What is needed = Only the lines from the first line of the records through the line containing "placeholder is resolved." belong in the answer. Copy them exactly.
(Source material Opens)
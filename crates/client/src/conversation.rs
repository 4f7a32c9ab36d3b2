//! Per-surface conversation state machine.
//!
//! Each surface (chat, cricket, image) holds an ordered message log seeded
//! with a welcome message. A send appends the user turn plus a pending
//! placeholder and blocks further sends until the placeholder is resolved.

use crate::history::{build_context, HISTORY_WINDOW};
use shared::chat_api::{HistoryEntry, Message};
use thiserror::Error;

/// One conversation surface of the app.
#[derive(Debug, Clone, Copy, PartialEq, Eq, Hash)]
pub enum Surface {
    Chat,
    Cricket,
    Image,
}

impl Surface {
    pub const ALL: [Surface; 3] = [Surface::Chat, Surface::Cricket, Surface::Image];

    pub fn as_str(&self) -> &'static str {
        match self {
            Surface::Chat => "chat",
            Surface::Cricket => "cricket",
            Surface::Image => "image",
        }
    }

    pub fn display_name(&self) -> &'static str {
        match self {
            Surface::Chat => "Chat",
            Surface::Cricket => "Cricket Bot",
            Surface::Image => "Image Generator",
        }
    }

    /// Durable-store key for this surface's conversation log.
    pub fn history_key(&self) -> &'static str {
        match self {
            Surface::Chat => "chatHistory",
            Surface::Cricket => "cricketHistory",
            Surface::Image => "imageHistory",
        }
    }

    pub fn welcome(&self, user_name: Option<&str>) -> String {
        let name = user_name.unwrap_or("there");
        match self {
            Surface::Chat => format!(
                "Hi {name}! I'm your AI assistant. Ask me anything to get started."
            ),
            Surface::Cricket => format!(
                "Hi {name}! I'm your cricket assistant. Ask me about matches, players, or the laws of the game."
            ),
            Surface::Image => "🎨 Welcome to the AI Image Generator! Describe the image you want to create, and I'll generate it for you. Be as detailed as possible for best results!".to_string(),
        }
    }

    fn cleared_notice(&self) -> &'static str {
        match self {
            Surface::Chat => "Chat cleared! What would you like to talk about next?",
            Surface::Cricket => "Chat cleared! What else would you like to know about cricket?",
            Surface::Image => "🎨 Chat cleared! Describe your next image creation!",
        }
    }
}

/// Local rejections; these never mutate the conversation.
#[derive(Debug, Clone, Copy, PartialEq, Eq, Error)]
pub enum SendError {
    #[error("message text is blank")]
    BlankInput,
    #[error("a response is already pending")]
    Busy,
}

/// Snapshot handed to the dispatcher: the input plus the history as it
/// stood before this turn was appended.
#[derive(Debug, Clone, PartialEq)]
pub struct Outbound {
    pub input_text: String,
    pub history: Vec<HistoryEntry>,
}

pub struct Conversation {
    surface: Surface,
    messages: Vec<Message>,
}

impl Conversation {
    pub fn new(surface: Surface, user_name: Option<&str>) -> Self {
        Self {
            surface,
            messages: vec![Message::welcome(surface.welcome(user_name))],
        }
    }

    /// Restores a persisted log; an empty log falls back to a fresh seed.
    pub fn from_messages(surface: Surface, messages: Vec<Message>, user_name: Option<&str>) -> Self {
        if messages.is_empty() {
            return Self::new(surface, user_name);
        }
        let mut convo = Self { surface, messages };
        // A placeholder can only be persisted by a crash mid-send; drop it.
        convo.messages.retain(|m| !m.is_pending);
        convo
    }

    pub fn surface(&self) -> Surface {
        self.surface
    }

    pub fn messages(&self) -> &[Message] {
        &self.messages
    }

    /// True while a placeholder is outstanding.
    pub fn is_awaiting(&self) -> bool {
        self.messages.iter().any(|m| m.is_pending)
    }

    /// Starts a turn: rejects blank input and concurrent sends, otherwise
    /// snapshots the outbound context (computed before this turn is
    /// visible), then appends the user message and the placeholder.
    pub fn begin_send(&mut self, text: &str) -> Result<Outbound, SendError> {
        let text = text.trim();
        if text.is_empty() {
            return Err(SendError::BlankInput);
        }
        if self.is_awaiting() {
            return Err(SendError::Busy);
        }
        let history = build_context(&self.messages, HISTORY_WINDOW);
        self.messages.push(Message::user(text));
        self.messages.push(Message::pending());
        Ok(Outbound {
            input_text: text.to_string(),
            history,
        })
    }

    /// Applies a resolved turn: the placeholder goes, the message lands.
    /// A late resolution after `clear` still lands (accepted race).
    pub fn resolve(&mut self, message: Message) {
        self.messages.retain(|m| !m.is_pending);
        self.messages.push(message);
    }

    /// Discards the log and reseeds with the cleared notice. An in-flight
    /// request is not cancelled; its resolution will still be applied.
    pub fn clear(&mut self) {
        self.messages = vec![Message::welcome(self.surface.cleared_notice())];
    }

    /// Fresh start with the full welcome, e.g. after sign-out.
    pub fn reset(&mut self, user_name: Option<&str>) {
        self.messages = vec![Message::welcome(self.surface.welcome(user_name))];
    }
}
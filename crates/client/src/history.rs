//! Conversation history windowing policy.
//!
//! Bounds what the backend sees: the welcome message and any pending
//! placeholder are dropped, only the most recent window survives, and each
//! survivor is projected down to `{role, content}`.

use shared::chat_api::{HistoryEntry, Message, WELCOME_ID};

/// Maximum turns forwarded to the backend per request.
pub const HISTORY_WINDOW: usize = 10;

/// Pure projection of a message log into the outbound context. Order is
/// chronological; entries beyond `limit` are dropped from the old end.
pub fn build_context(messages: &[Message], limit: usize) -> Vec<HistoryEntry> {
    let kept: Vec<&Message> = messages
        .iter()
        .filter(|m| !m.is_pending && m.id != WELCOME_ID)
        .collect();
    let start = kept.len().saturating_sub(limit);
    kept[start..].iter().map(|m| HistoryEntry::from(*m)).collect()
}

#[cfg(test)]
mod tests {
    use super::*;
    use shared::chat_api::Role;

    fn log_with(count: usize) -> Vec<Message> {
        let mut messages = vec![Message::welcome("welcome aboard")];
        for i in 0..count {
            if i % 2 == 0 {
                messages.push(Message::user(format!("q{i}")));
            } else {
                messages.push(Message::assistant(format!("a{i}")));
            }
        }
        messages
    }

    #[test]
    fn test_excludes_welcome_and_pending() {
        let mut messages = log_with(2);
        messages.push(Message::pending());

        let context = build_context(&messages, HISTORY_WINDOW);
        assert_eq!(context.len(), 2);
        assert!(context.iter().all(|e| !e.content.contains("welcome")));
    }

    #[test]
    fn test_keeps_most_recent_window_in_order() {
        let messages = log_with(14);
        let context = build_context(&messages, HISTORY_WINDOW);
        assert_eq!(context.len(), 10);
        // Oldest four turns dropped, order preserved.
        assert_eq!(context.first().unwrap().content, "q4");
        assert_eq!(context.last().unwrap().content, "a13");
    }

    #[test]
    fn test_projects_to_role_and_content_only() {
        let messages = vec![
            Message::welcome("hello"),
            Message::assistant_with_images("caption", vec!["http://img/1.png".into()]),
        ];
        let context = build_context(&messages, HISTORY_WINDOW);
        assert_eq!(
            context,
            vec![HistoryEntry {
                role: Role::Assistant,
                content: "caption".into(),
            }]
        );
    }

    #[test]
    fn test_idempotent_on_unchanged_log() {
        let messages = log_with(5);
        assert_eq!(
            build_context(&messages, HISTORY_WINDOW),
            build_context(&messages, HISTORY_WINDOW)
        );
    }

    #[test]
    fn test_empty_log_yields_empty_context() {
        assert!(build_context(&[], HISTORY_WINDOW).is_empty());
    }
}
(Source material Closes)
Response box =
filename crates/client/src/conversation.rs
repository 4f7a32c9ab36d3b2
//! Per-surface conversation state machine.
//!
//! Each surface (chat, cricket, image) holds an ordered message log seeded
//! with a welcome message. A send appends the user turn plus a pending
//! placeholder and blocks further sends until the placeholder is resolved.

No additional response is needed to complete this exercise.